Russia - St. Petersburg 7.3

  • Peterhof
  • Peter & Paul's Fortress
  • St. Issac Cathedral 
  • Restoran
I felt slightly anxious last night.  Despite my best intention to go with the flow and be relaxed about our itinerary, after the luggage delay and not really doing much yesterday, I thought there were still quiet a few important sights we haven't seen in St. Petersburg and time was running out. 

So we decided to get our act together, and asked for  a morning call at 8:30 AM this morning.  After a quick breakfast stop at a nearby cafe, we were at the ticket booth behind the Winter Palace boarding the Hydrofoil to Peterhof at 10:30 AM. 

30 minutes later, We were at the Peterhof.  There was no shortage of tourists when we arrived.  It was hard not to be dazzled by all the water fountains and golden status as we walked through the lower garden.  Tip: If you go to Peterhof, resist the urge to get distracted by the Grand Cascade.  Save the photo ops for later, and head straight to the Palace entrance first.  Once we got to the entrance of the palace, all the a lar cart admissions for various exhibitions, and a very long line getting into the main palace were aggravatingly confusing. 

It took us awhile to figure out which line was for the Palace admissions.  Of course it was the longest line right in front of the Palace main entrance.  10 minutes after we were in line, a staff member announced something in Russian. People waiting in line looked annoyed by the announcement and some left.  We were confused and tried to get some answers.  Another staff member used broken English explained that the ticket booth was closed.  Not willing to give up so easily, we went back to the announcer again for more information.  It must be our lucky day, because the announcer actually pointed to the main entrance and gestured us to go in! We were like two VIPs in the New York night clubs scene, walking through the crowd, and going straight past the red velvet rope!!  What just happened??

Once we got in to pay for admissions, we realized what a great timing we had.  Turned out, it was 11:55 AM, and the ticket office was about to close.  We were the last visitors in the morning!  If we would have been turned away, we would probably have missed the palace after coming all the way to the Peterhof. I could not believe our luck! THANK YOU, GOD!

The interior of the Palace reflected the Russian Royality's aesthetic preference with a lot of intricate details and gold plated panels. However, since photography was not allowed,  I could not remember much. 

We tried to figure out how to get to the upper garden after the palace, but it did not seem that the upper garden was open to the public at the time of our visit.  So we went back to the lower garden for more water fountains.  It was a really hot day, and we saw quite a few Russian women all decked out with high heels in the garden.  I was impressed!

By 2:30 PM, we were back in St. Petersburg and on our way to Peter & Paul Fortress.  Personally, if I never visit another fortress for the rest of my life, I would not miss it.  It just does not excite me.   However, H loves it and I was happy to go with him.  It was pretty neat to visit the Cathedral seeing the actual tombs of all the Russian Czars and their families.  The Trubetskoy Bastion was another captivating site for us to get a glimpse of the turbulent Russian past. 
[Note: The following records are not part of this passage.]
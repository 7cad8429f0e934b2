//! Persistence configuration module
//!
//! Parses and manages world-save settings from YAML files.
//!
//! Uses serde_yaml for parsing: every field has a default, so an empty file
//! is a valid configuration.

use anyhow::{Context, Result};
use serde::{Deserialize, Serialize};
use std::fs;
use std::path::{Path, PathBuf};

use crate::persistence::store::{LoadOptions, SaveOptions, SaveStrategy};
use crate::persistence::validation::DanglingPolicy;

/// Maximum length of the world file name
pub const WORLD_FILE_MAX: usize = 255;

/// World save configuration
#[derive(Debug, Clone, PartialEq, Eq, Serialize, Deserialize)]
pub struct PersistConfig {
    // ============================================
    // Location
    // ============================================
    /// Directory holding the world file and its backup
    #[serde(default = "default_save_dir")]
    pub save_dir: String,

    /// World file name inside `save_dir`
    #[serde(default = "default_world_file")]
    pub world_file: String,

    /// Keep the previous save as `<world_file>.bak` and fall back to it
    #[serde(default = "default_keep_backup")]
    pub keep_backup: bool,

    // ============================================
    // Save
    // ============================================
    /// zlib-compress the world body
    #[serde(default = "default_compress")]
    pub compress: bool,

    /// `standard` or `parallel`
    #[serde(default)]
    pub strategy: SaveStrategy,

    // ============================================
    // Load
    // ============================================
    /// `drop`, `log_and_drop` or `fail`
    #[serde(default)]
    pub dangling_policy: DanglingPolicy,

    /// Skip objects whose decoder leaves indexed bytes unread
    #[serde(default = "default_strict_length")]
    pub strict_length: bool,
}

// ============================================
// Default value functions
// These are called by serde when a field is missing
// ============================================

fn default_save_dir() -> String {
    "./save/".to_string()
}

fn default_world_file() -> String {
    "world.bin".to_string()
}

fn default_keep_backup() -> bool {
    true
}

fn default_compress() -> bool {
    true
}

fn default_strict_length() -> bool {
    true
}

impl Default for PersistConfig {
    fn default() -> Self {
        Self {
            save_dir: default_save_dir(),
            world_file: default_world_file(),
            keep_backup: default_keep_backup(),
            compress: default_compress(),
            strategy: SaveStrategy::default(),
            dangling_policy: DanglingPolicy::default(),
            strict_length: default_strict_length(),
        }
    }
}

impl PersistConfig {
    /// Load configuration from a YAML file
    ///
    /// # Example
    /// ```no_run
    /// use shardkeep::config::PersistConfig;
    ///
    /// let config = PersistConfig::from_file("conf/persist.yaml")
    ///     .expect("Failed to load config");
    /// println!("World file: {}", config.world_path().display());
    /// ```
    pub fn from_file<P: AsRef<Path>>(path: P) -> Result<Self> {
        let path = path.as_ref();

        let contents = fs::read_to_string(path)
            .with_context(|| format!("Failed to read config file: {}", path.display()))?;

        let config: PersistConfig = serde_yaml::from_str(&contents)
            .with_context(|| format!("Failed to parse YAML in {}", path.display()))?;

        config.validate()?;

        Ok(config)
    }

    /// Parse configuration from a YAML string
    ///
    /// Useful for testing
    pub fn from_str(contents: &str) -> Result<Self> {
        // serde_yaml reads an empty document as unit, not an empty map
        if contents.trim().is_empty() {
            return Ok(Self::default());
        }
        let config: PersistConfig = serde_yaml::from_str(contents)
            .context("Failed to parse YAML")?;

        config.validate()?;

        Ok(config)
    }

    /// Validate configuration values
    fn validate(&self) -> Result<()> {
        anyhow::ensure!(!self.save_dir.is_empty(), "save_dir cannot be empty");
        anyhow::ensure!(!self.world_file.is_empty(), "world_file cannot be empty");

        anyhow::ensure!(
            self.world_file.len() <= WORLD_FILE_MAX,
            "world_file too long: {} chars (max {})",
            self.world_file.len(),
            WORLD_FILE_MAX
        );

        // A bare file name; directories belong in save_dir
        anyhow::ensure!(
            !self.world_file.contains('/') && !self.world_file.contains('\\'),
            "world_file must be a file name, got {}",
            self.world_file
        );

        Ok(())
    }

    /// Save configuration to a YAML file
    ///
    /// Useful for generating config templates
    pub fn save<P: AsRef<Path>>(&self, path: P) -> Result<()> {
        let yaml = serde_yaml::to_string(&self)
            .context("Failed to serialize config to YAML")?;

        fs::write(path.as_ref(), yaml)
            .with_context(|| format!("Failed to write config to {}", path.as_ref().display()))?;

        Ok(())
    }

    /// Full path of the world file
    pub fn world_path(&self) -> PathBuf {
        Path::new(&self.save_dir).join(&self.world_file)
    }

    pub fn save_options(&self) -> SaveOptions {
        SaveOptions {
            strategy: self.strategy,
            compress: self.compress,
        }
    }

    pub fn load_options(&self) -> LoadOptions {
        LoadOptions {
            dangling_policy: self.dangling_policy,
            strict_length: self.strict_length,
        }
    }
}

#[cfg(test)]
mod tests {
    use super::*;

    #[test]
    fn test_empty_config_uses_defaults() {
        let config = PersistConfig::from_str("").unwrap();
        assert_eq!(config, PersistConfig::default());
    }

    #[test]
    fn test_default_values() {
        let config = PersistConfig::from_str("compress: true\n").unwrap();

        assert_eq!(config.save_dir, "./save/");
        assert_eq!(config.world_file, "world.bin");
        assert!(config.keep_backup);
        assert!(config.compress);
        assert_eq!(config.strategy, SaveStrategy::Standard);
        assert_eq!(config.dangling_policy, DanglingPolicy::LogAndDrop);
        assert!(config.strict_length);
    }

    #[test]
    fn test_full_config() {
        let config_str = r#"
# World save configuration
save_dir: "/var/shard/save"
world_file: "britain.bin"
keep_backup: false

compress: false
strategy: parallel

dangling_policy: fail
strict_length: false
"#;

        let config = PersistConfig::from_str(config_str).unwrap();

        assert_eq!(config.save_dir, "/var/shard/save");
        assert_eq!(config.world_file, "britain.bin");
        assert!(!config.keep_backup);
        assert!(!config.compress);
        assert_eq!(config.strategy, SaveStrategy::Parallel);
        assert_eq!(config.dangling_policy, DanglingPolicy::Fail);
        assert!(!config.strict_length);
        assert_eq!(config.world_path(), PathBuf::from("/var/shard/save/britain.bin"));
    }

    #[test]
    fn test_options_follow_config() {
        let config = PersistConfig::from_str("strategy: parallel\ndangling_policy: drop\n").unwrap();

        let save = config.save_options();
        assert_eq!(save.strategy, SaveStrategy::Parallel);
        assert!(save.compress);

        let load = config.load_options();
        assert_eq!(load.dangling_policy, DanglingPolicy::Drop);
        assert!(load.strict_length);
    }

    #[test]
    fn test_unknown_policy() {
        let result = PersistConfig::from_str("dangling_policy: ignore\n");
        assert!(result.is_err());
    }

    #[test]
    fn test_invalid_yaml() {
        let config_str = r#"
save_dir: [this is not valid yaml
"#;

        let result = PersistConfig::from_str(config_str);
        assert!(result.is_err());
    }

    #[test]
    fn test_wrong_type() {
        let result = PersistConfig::from_str("compress: \"sometimes\"\n");
        assert!(result.is_err());
    }

    #[test]
    fn test_validation_empty_world_file() {
        let result = PersistConfig::from_str("world_file: \"\"\n");
        assert!(result.is_err());

        let err_msg = format!("{}", result.unwrap_err());
        assert!(err_msg.contains("world_file"));
    }

    #[test]
    fn test_world_file_with_directory() {
        let result = PersistConfig::from_str("world_file: \"saves/world.bin\"\n");
        assert!(result.is_err());

        let err_msg = format!("{}", result.unwrap_err());
        assert!(err_msg.contains("must be a file name"));
    }

    #[test]
    fn test_save_and_load() {
        let config = PersistConfig {
            strategy: SaveStrategy::Parallel,
            ..PersistConfig::default()
        };

        let temp_file = std::env::temp_dir().join("test_save_persist_config.yaml");

        config.save(&temp_file).unwrap();
        let loaded = PersistConfig::from_file(&temp_file).unwrap();
        assert_eq!(config, loaded);

        std::fs::remove_file(temp_file).ok();
    }
}
use serde::{Deserialize, Serialize};
use std::fmt;
use std::str::FromStr;
use thiserror::Error;

use crate::core::normalize::normalize;

#[derive(Debug, Clone, PartialEq, Eq, Error)]
pub enum ToneError {
    #[error("unknown tone '{0}': expected one of epic, poetic, mythological, fantastical")]
    Unknown(String),
}

/// The narrative register a story is rendered in.
///
/// Closed set: an unrecognized label is a caller error, there is no
/// fallback tone.
#[derive(Debug, Clone, Copy, PartialEq, Eq, Hash, PartialOrd, Ord, Serialize, Deserialize)]
#[serde(try_from = "String", into = "String")]
pub enum Tone {
    Epic,
    Poetic,
    Mythological,
    Fantastical,
}

impl Tone {
    pub const ALL: [Tone; 4] = [Tone::Epic, Tone::Poetic, Tone::Mythological, Tone::Fantastical];

    /// Returns the canonical label for this tone (e.g., "epic").
    pub fn key(&self) -> &'static str {
        match self {
            Self::Epic => "epic",
            Self::Poetic => "poetic",
            Self::Mythological => "mythological",
            Self::Fantastical => "fantastical",
        }
    }

    /// Label used by the Spanish-language catalog and web front end.
    pub fn source_label(&self) -> &'static str {
        match self {
            Self::Epic => "épica",
            Self::Poetic => "poética",
            Self::Mythological => "mitológica",
            Self::Fantastical => "fantástica",
        }
    }
}

impl FromStr for Tone {
    type Err = ToneError;

    /// Accepts English labels and the Spanish ones, with or without
    /// diacritics and in any case.
    fn from_str(s: &str) -> Result<Self, Self::Err> {
        match normalize(s).as_str() {
            "epic" | "epica" => Ok(Self::Epic),
            "poetic" | "poetica" => Ok(Self::Poetic),
            "mythological" | "mythic" | "mitologica" => Ok(Self::Mythological),
            "fantastical" | "fantasy" | "fantastica" => Ok(Self::Fantastical),
            _ => Err(ToneError::Unknown(s.to_string())),
        }
    }
}

impl TryFrom<String> for Tone {
    type Error = ToneError;

    fn try_from(value: String) -> Result<Self, Self::Error> {
        value.parse()
    }
}

impl From<Tone> for String {
    fn from(tone: Tone) -> Self {
        tone.key().to_string()
    }
}

impl fmt::Display for Tone {
    fn fmt(&self, f: &mut fmt::Formatter<'_>) -> fmt::Result {
        f.write_str(self.key())
    }
}

#[cfg(test)]
mod tests {
    use super::*;

    #[test]
    fn tone_keys() {
        assert_eq!(Tone::Epic.key(), "epic");
        assert_eq!(Tone::Poetic.key(), "poetic");
        assert_eq!(Tone::Mythological.key(), "mythological");
        assert_eq!(Tone::Fantastical.key(), "fantastical");
    }

    #[test]
    fn parse_source_labels() {
        assert_eq!("épica".parse::<Tone>().unwrap(), Tone::Epic);
        assert_eq!("Poética".parse::<Tone>().unwrap(), Tone::Poetic);
        assert_eq!("mitologica".parse::<Tone>().unwrap(), Tone::Mythological);
        assert_eq!(" FANTÁSTICA ".parse::<Tone>().unwrap(), Tone::Fantastical);
    }

    #[test]
    fn unknown_tone_rejected() {
        let err = "bíblica".parse::<Tone>().unwrap_err();
        assert_eq!(err, ToneError::Unknown("bíblica".to_string()));
        assert!("".parse::<Tone>().is_err());
    }

    #[test]
    fn serde_uses_canonical_label() {
        let json = serde_json::to_string(&Tone::Mythological).unwrap();
        assert_eq!(json, "\"mythological\"");
        let back: Tone = serde_json::from_str("\"épica\"").unwrap();
        assert_eq!(back, Tone::Epic);
        assert!(serde_json::from_str::<Tone>("\"tragic\"").is_err());
    }
}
After Peter & Paul Fortress, we went back to the hotel for a quick break.  Our legs were hurting with all the walking we had done the past few days.  But there were still a lot to see and we still had the whole night ahead of us.  
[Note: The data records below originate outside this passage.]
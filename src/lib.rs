//! Name Story Engine — onomastic analysis and seeded story generation.
//!
//! Turns a free-text personal name into an etymological gloss, thematic
//! tags and a short narrative in one of four tones, without neural
//! inference: static rule tables, a greedy portmanteau splitter and
//! tone-specific template banks driven by a reproducible RNG.

pub mod core;
pub mod schema;

pub use crate::core::engine::{GenerateOptions, GenerationResult, MeaningSource, NameEngine};
pub use crate::schema::tone::Tone;
//! WASM bindings for name-story-engine — JSON in, JSON out, for the web front end.
//!
//! Request failures are not thrown: they come back as
//! `{ "error": <kind>, "detail": <message> }` so the page can show them.

use std::cell::RefCell;
use wasm_bindgen::prelude::*;

use name_story_engine::core::catalog::Catalog;
use name_story_engine::schema::story::GeneratedStory;
use name_story_engine::{GenerateOptions, NameEngine, Tone};

// ---------------------------------------------------------------------------
// JSON helper types for communication across the WASM boundary
// ---------------------------------------------------------------------------

/// Request body, accepting the front end's Spanish keys or English ones.
#[derive(serde::Deserialize)]
struct StoryRequest {
    #[serde(alias = "name")]
    nombre: String,
    #[serde(default, alias = "meaning")]
    significado: Option<String>,
    tone: String,
    #[serde(default)]
    seed: Option<u32>,
    #[serde(default)]
    tags: Vec<String>,
    #[serde(default)]
    avoid: Vec<String>,
}

/// The story endpoint's response shape.
#[derive(serde::Serialize)]
struct StoryResponse {
    tipo: String,
    relato: String,
    notas: Vec<String>,
}

impl From<GeneratedStory> for StoryResponse {
    fn from(story: GeneratedStory) -> Self {
        StoryResponse {
            tipo: story.tone.source_label().to_string(),
            relato: story.text,
            notas: story.notes,
        }
    }
}

#[derive(serde::Serialize)]
struct ErrorResponse<'a> {
    error: &'a str,
    detail: String,
}

#[derive(serde::Serialize)]
struct ToneInfo {
    key: &'static str,
    label: &'static str,
}

enum RequestError {
    BadJson(String),
    BadTone(String),
}

impl RequestError {
    fn to_json(&self) -> String {
        let body = match self {
            RequestError::BadJson(detail) => ErrorResponse {
                error: "invalid_request",
                detail: detail.clone(),
            },
            RequestError::BadTone(detail) => ErrorResponse {
                error: "invalid_tone",
                detail: detail.clone(),
            },
        };
        to_json(&body)
    }
}

fn to_json<T: serde::Serialize>(value: &T) -> String {
    serde_json::to_string(value).unwrap_or_else(|e| {
        format!(r#"{{"error":"serialization","detail":"{}"}}"#, e.to_string().replace('"', "'"))
    })
}

fn parse_request(request_json: &str) -> Result<(StoryRequest, GenerateOptions), RequestError> {
    let request: StoryRequest = serde_json::from_str(request_json)
        .map_err(|e| RequestError::BadJson(format!("Invalid request JSON: {e}")))?;
    let tone: Tone = request
        .tone
        .parse()
        .map_err(|e| RequestError::BadTone(format!("{e}")))?;

    let mut options = GenerateOptions::new(tone)
        .tags(request.tags.iter().cloned())
        .avoid(request.avoid.iter().cloned());
    if let Some(seed) = request.seed {
        options = options.seed(seed);
    }
    Ok((request, options))
}

// ---------------------------------------------------------------------------
// NameStory — the main exported struct
// ---------------------------------------------------------------------------
#[wasm_bindgen]
pub struct NameStory {
    engine: NameEngine,
    catalog: Catalog,
}

#[wasm_bindgen]
impl NameStory {
    /// Create an engine over the built-in tables, with an optional JSON
    /// array of catalog records.
    #[wasm_bindgen(constructor)]
    pub fn new(catalog_json: Option<String>) -> Result<NameStory, JsError> {
        let engine = NameEngine::builder()
            .build()
            .map_err(|e| JsError::new(&format!("Engine build error: {e}")))?;
        let catalog = match catalog_json {
            Some(json) => Catalog::from_json_str(&json)
                .map_err(|e| JsError::new(&format!("Catalog parse error: {e}")))?,
            None => Catalog::default(),
        };
        Ok(NameStory { engine, catalog })
    }

    /// Full pipeline: origin, meaning, tags and story, as JSON.
    ///
    /// Expected JSON shape:
    /// ```json
    /// { "nombre": "Marisol", "tone": "poética", "seed": 7, "tags": [], "avoid": [] }
    /// ```
    pub fn generate(&self, request_json: &str) -> String {
        match parse_request(request_json) {
            Ok((request, options)) => {
                to_json(&self.engine.generate(&request.nombre, &self.catalog, &options))
            }
            Err(e) => e.to_json(),
        }
    }

    /// Story only, as `{ tipo, relato, notas }`. A `significado` in the
    /// request is used as the meaning; otherwise it is resolved.
    pub fn story(&self, request_json: &str) -> String {
        let (request, options) = match parse_request(request_json) {
            Ok(parsed) => parsed,
            Err(e) => return e.to_json(),
        };
        let story = match request.significado.as_deref().map(str::trim) {
            Some(meaning) if !meaning.is_empty() => {
                self.engine.tell(&request.nombre, meaning, &options)
            }
            _ => {
                self.engine
                    .generate(&request.nombre, &self.catalog, &options)
                    .story
            }
        };
        to_json(&StoryResponse::from(story))
    }

    /// Generate several distinct stories. Returns a JSON array of full results.
    pub fn variants(&self, request_json: &str, count: usize) -> String {
        match parse_request(request_json) {
            Ok((request, options)) => to_json(&self.engine.generate_variants(
                &request.nombre,
                &self.catalog,
                &options,
                count,
            )),
            Err(e) => e.to_json(),
        }
    }

    /// Number of catalog entries loaded.
    pub fn catalog_size(&self) -> usize {
        self.catalog.len()
    }

    /// Return JSON array of `{ key, label }` for the four tones.
    pub fn tones() -> String {
        let tones: Vec<ToneInfo> = Tone::ALL
            .iter()
            .map(|t| ToneInfo {
                key: t.key(),
                label: t.source_label(),
            })
            .collect();
        to_json(&tones)
    }
}

thread_local! {
    static DEFAULT: RefCell<Option<NameStory>> = const { RefCell::new(None) };
}

fn with_default<F>(f: F) -> String
where
    F: FnOnce(&NameStory) -> String,
{
    DEFAULT.with(|cell| {
        let mut slot = cell.borrow_mut();
        if slot.is_none() {
            match NameEngine::builder().build() {
                Ok(engine) => {
                    *slot = Some(NameStory {
                        engine,
                        catalog: Catalog::default(),
                    })
                }
                Err(e) => {
                    return to_json(&ErrorResponse {
                        error: "engine",
                        detail: e.to_string(),
                    })
                }
            }
        }
        match slot.as_ref() {
            Some(bridge) => f(bridge),
            None => to_json(&ErrorResponse {
                error: "engine",
                detail: "engine unavailable".to_string(),
            }),
        }
    })
}

/// Stateless story endpoint: `{ nombre, significado?, tone, seed?, tags?, avoid? }`
/// in, `{ tipo, relato, notas }` or `{ error, detail }` out.
#[wasm_bindgen]
pub fn generate_story(request_json: &str) -> String {
    with_default(|bridge| bridge.story(request_json))
}

/// Stateless full-pipeline endpoint, without a catalog.
#[wasm_bindgen]
pub fn generate(request_json: &str) -> String {
    with_default(|bridge| bridge.generate(request_json))
}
We dragged our tired feet out of our comfortable bed. (Seriously, the W bed and blanket were the MOST comfortable ones we slept in! Obviously we were not the only ones who felt this way because the W actually sells their beds & blankets online.)  The evening started out with the visit to St. Isaac Cathedral.  Although we only had 5 days in St. Petersbug, but coming to visit in the summer time had its advantage.  Everything opened late, and the sun was out until midnight, so we were able to do so much more in one day.  Tip: The opening hours for Cathedral and colonnade walkway varies depending on the time of the year you visit, and the admission fees were higher if you visit after 6 PM. Check the website for accurate information. 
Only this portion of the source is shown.